For Immediate Release:

14 May 2014

Contact:

Hannah Levitt +44 (0) 20 7837 6327, ext 235; [email protected]

Public Asked to Swap Callous Skins for 20 Per Cent off Cruelty-Free Footwear

London – To highlight the superior quality of modern animal-free footwear, PETA is teaming up with Wills, a vegan shoe company, to entice shoppers to swap cruel leather for compassionate pleather by offering 20 per cent off any new pair of stylish Wills animal-free shoes in return for each pair of leather shoes that is sent to the animal charity.

Since opinion polls show that 95 per cent of the British public would never dream of wearing fur, PETA is looking to highlight to these same compassionate shoppers the cruelty to animals, environmental damage and human suffering behind the barbaric leather trade – as shown in this leather exposé narrated by fashion designer Stella McCartney. Just as countless people who have had a change of heart about wearing fur have donated their unwanted fur coats and jackets to PETA to be used in street protests, distributed to the homeless and sent to refugees overseas, the donated leather shoes will also be used for similar worthy causes.
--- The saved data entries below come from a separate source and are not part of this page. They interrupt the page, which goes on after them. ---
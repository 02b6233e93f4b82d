//! Judge worker
//!
//! Produces the terminal state of one submission: it re-reads everything from
//! storage, runs each case in order through the sandbox and collects one result
//! row per case. The rows and the final verdict are written together, verdict
//! last, so a job delivered twice cannot leave a second set of rows behind.

use std::sync::Arc;
use std::time::Instant;

use crate::{
    constants::SNAPSHOT_CAP_BYTES,
    db::repositories::{ProblemRepo, SubmissionRepo},
    error::AppResult,
    judge::{
        keywords::KeywordGate,
        languages::LanguageHandler,
        runner::CaseRunner,
        verdict::{clamp_i32, CaseLimits, CaseOutcome, VerdictAccumulator},
    },
    models::{
        CaseSource, CustomTestCase, FinalVerdict, JudgeCase, NewSubmissionResult, Submission,
        Verdict,
    },
    utils::{format_milliseconds, truncate_utf8},
};

pub struct JudgeWorker {
    submissions: Arc<dyn SubmissionRepo>,
    problems: Arc<dyn ProblemRepo>,
    runner: CaseRunner,
}

impl JudgeWorker {
    pub fn new(
        submissions: Arc<dyn SubmissionRepo>,
        problems: Arc<dyn ProblemRepo>,
        runner: CaseRunner,
    ) -> Self {
        Self {
            submissions,
            problems,
            runner,
        }
    }

    /// Judge a submission to completion
    ///
    /// Returns the verdict written, or `None` when the submission was missing
    /// or already terminal.
    pub async fn process_submission(&self, submission_id: i64) -> AppResult<Option<Verdict>> {
        let Some(submission) = self.submissions.find_by_id(submission_id).await? else {
            tracing::warn!(submission_id, "Submission not found, dropping job");
            return Ok(None);
        };

        match submission.verdict() {
            Some(verdict) if verdict.is_terminal() => {
                tracing::debug!(submission_id, status = %submission.status, "Submission already judged");
                return Ok(None);
            }
            None => {
                tracing::warn!(submission_id, status = %submission.status, "Submission has unknown status");
                return Ok(None);
            }
            Some(_) => {}
        }

        if !self.submissions.mark_judging(submission_id).await? {
            return Ok(None);
        }

        tracing::info!(
            submission_id,
            problem_id = submission.problem_id,
            language = %submission.language,
            is_test = submission.is_test,
            "Judging submission"
        );

        let started = Instant::now();
        let (verdict, results) = self.judge(&submission).await?;

        if !self
            .submissions
            .finalize(&submission, &verdict, &results)
            .await?
        {
            tracing::warn!(submission_id, "Submission finalized concurrently, result discarded");
            return Ok(None);
        }

        tracing::info!(
            submission_id,
            status = verdict.status.as_str(),
            score = verdict.score,
            exec_time_ms = verdict.exec_time,
            memory_kb = verdict.memory_usage,
            elapsed = %format_milliseconds(started.elapsed().as_millis() as u64),
            "Submission judged"
        );

        Ok(Some(verdict.status))
    }

    /// Best-effort `SE` for a submission whose judging failed outside the case loop
    pub async fn mark_system_error(&self, submission_id: i64, message: &str) -> AppResult<bool> {
        let Some(submission) = self.submissions.find_by_id(submission_id).await? else {
            return Ok(false);
        };

        tracing::error!(submission_id, error = message, "Marking submission as system error");
        self.submissions
            .finalize(&submission, &FinalVerdict::system_error(message), &[])
            .await
    }

    /// Verdict and per-case result rows of one judging run
    async fn judge(
        &self,
        submission: &Submission,
    ) -> AppResult<(FinalVerdict, Vec<NewSubmissionResult>)> {
        let Some(problem) = self.problems.find_by_id(submission.problem_id).await? else {
            let verdict =
                FinalVerdict::system_error(format!("Problem {} not found", submission.problem_id));
            return Ok((verdict, Vec::new()));
        };

        if let Err(violation) = KeywordGate::for_problem(&problem).check(&submission.code) {
            return Ok((FinalVerdict::keyword_restricted(violation.message()), Vec::new()));
        }

        let handler = match LanguageHandler::for_language(&submission.language) {
            Ok(handler) => handler,
            Err(e) => {
                tracing::error!(submission_id = submission.id, error = %e, "Cannot judge submission");
                return Ok((FinalVerdict::system_error(e.to_string()), Vec::new()));
            }
        };

        let custom = match submission.custom_cases() {
            Ok(custom) => custom,
            Err(e) if submission.is_test => {
                tracing::error!(submission_id = submission.id, error = %e, "Malformed custom test cases");
                let verdict = FinalVerdict::system_error(format!("Malformed custom test cases: {e}"));
                return Ok((verdict, Vec::new()));
            }
            Err(_) => Vec::new(),
        };

        let cases = self.materialize_cases(submission, &custom).await?;
        let limits = CaseLimits {
            time_limit_ms: problem.time_limit(),
            memory_limit_mb: problem.memory_limit(),
        };

        let mut acc = VerdictAccumulator::new();
        let mut results = Vec::with_capacity(cases.len());
        for (index, case) in cases.iter().enumerate() {
            let outcome = self
                .runner
                .run(&handler, &submission.code, case, limits)
                .await;

            tracing::debug!(
                submission_id = submission.id,
                case = index + 1,
                verdict = outcome.verdict.as_str(),
                time_ms = outcome.time_ms,
                "Case judged"
            );

            results.push(result_row(submission.id, case, &outcome));

            if !acc.record(&outcome, case.score) {
                break;
            }
        }

        Ok((acc.finish(), results))
    }

    /// Samples plus custom cases for test submissions, every case otherwise
    async fn materialize_cases(
        &self,
        submission: &Submission,
        custom: &[CustomTestCase],
    ) -> AppResult<Vec<JudgeCase>> {
        if submission.is_test {
            let mut cases: Vec<JudgeCase> = self
                .problems
                .sample_cases(submission.problem_id)
                .await?
                .iter()
                .map(|c| JudgeCase::from_test_case(c, CaseSource::Sample))
                .collect();
            cases.extend(custom.iter().map(JudgeCase::from_custom));
            return Ok(cases);
        }

        Ok(self
            .problems
            .test_cases(submission.problem_id)
            .await?
            .iter()
            .map(|c| JudgeCase::from_test_case(c, CaseSource::Problem))
            .collect())
    }
}

fn result_row(submission_id: i64, case: &JudgeCase, outcome: &CaseOutcome) -> NewSubmissionResult {
    NewSubmissionResult {
        submission_id,
        test_case_id: case.test_case_id,
        status: outcome.verdict,
        exec_time: clamp_i32(outcome.time_ms),
        memory: clamp_i32(outcome.memory_kb),
        output: outcome.output.clone(),
        error: outcome.error.clone(),
        input_snapshot: Some(truncate_utf8(&case.input, SNAPSHOT_CAP_BYTES)),
        expected_snapshot: case
            .expected
            .as_deref()
            .map(|e| truncate_utf8(e, SNAPSHOT_CAP_BYTES)),
    }
}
“Wills and PETA know that the only place leather belongs is on its original owner”, says PETA UK Associate Director Mimi Bekhechi. “Not only does modern cruelty-free microfibre look and breathe like leather, it is also superior because it lasts longer, repels water and doesn’t cost cows, sheep or any other animals an arm and a leg. With all the luxurious faux-leather shoes available, there’s no excuse to kill animals for their skin.”

Every year, the global leather industry slaughters more than a billion animals and tans their skins and hides. Many of these animals endure all the horrors of factory farming – including extreme crowding and confinement, deprivation and unanaesthetised castration, branding, tail-docking and dehorning – as well as cruel treatment during transport and slaughter. Highly toxic materials such as formaldehyde, mineral salts, coal-tar derivatives and various oils, dyes and finishes – some of which are cyanide-based – are used to turn animal skins into leather. The majority of leather comes from India and China, countries with poor environmental and workplace standards, and leather workers have little protection against toxins that studies have shown result in higher incidences of cancer, blindness, respiratory problems, skin diseases and birth defects in those working at, or living close to, tanneries.